# Exercise prompt:
In the entries below, the line with "return Ok(Self::default());" marks the start. Return it and every following line exactly, ending with the last.

Stored items:

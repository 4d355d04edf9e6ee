//! # JSON Options
//!
//! Option set accepted from JavaScript as a JSON string.
//!
//! ```json
//! {
//!   "mode": "cross-hatch",
//!   "thickness": 0.02,
//!   "radiusSegments": 6,
//!   "lengthSegments": 1,
//!   "openEnded": false,
//!   "matrix": [1,0,0,0, 0,1,0,0, 0,0,1,0, 0,0,0,1]
//! }
//! ```
//!
//! Every field is optional. `matrix` is column-major.

use glam::DMat4;
use serde::Deserialize;
use tube_wireframe::{MeshError, OutputFormat, TubeOptions, WireframeMode, WireframeOptions};

/// Options as they arrive from JavaScript.
#[derive(Debug, Clone, Default, PartialEq, Deserialize)]
#[serde(default, rename_all = "camelCase")]
pub struct JsOptions {
    /// Pattern tag; missing means `triangle`
    pub mode: Option<String>,
    /// Tube shape
    #[serde(flatten)]
    pub tube: TubeOptions,
    /// Column-major 4x4 transform
    pub matrix: Option<[f64; 16]>,
}

impl JsOptions {
    /// Parses options from JSON. An empty or blank string gives the defaults.
    pub fn parse(json: &str) -> Result<Self, MeshError> {
        if json.trim().is_empty() {
            return Ok(Self::default());
        }
        serde_json::from_str(json)
            .map_err(|err| MeshError::invalid_options(format!("options JSON: {err}")))
    }

    /// Builds the library option set, always requesting buffer output.
    pub fn to_wireframe_options<'a>(&self) -> WireframeOptions<'a> {
        let mut options = WireframeOptions::new()
            .with_tube(self.tube)
            .with_format(OutputFormat::Buffer);
        options.mode = match &self.mode {
            Some(tag) => WireframeMode::from_tag(tag),
            None => Some(WireframeMode::default()),
        };
        options.matrix = self.matrix.as_ref().map(DMat4::from_cols_array);
        options
    }
}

# Worked solution:
            return Ok(Self::default());
        }
        serde_json::from_str(json)
            .map_err(|err| MeshError::invalid_options(format!("options JSON: {err}")))
    }

    /// Builds the library option set, always requesting buffer output.
    pub fn to_wireframe_options<'a>(&self) -> WireframeOptions<'a> {
        let mut options = WireframeOptions::new()
            .with_tube(self.tube)
            .with_format(OutputFormat::Buffer);
        options.mode = match &self.mode {
            Some(tag) => WireframeMode::from_tag(tag),
            None => Some(WireframeMode::default()),
        };
        options.matrix = self.matrix.as_ref().map(DMat4::from_cols_array);
        options
    }
}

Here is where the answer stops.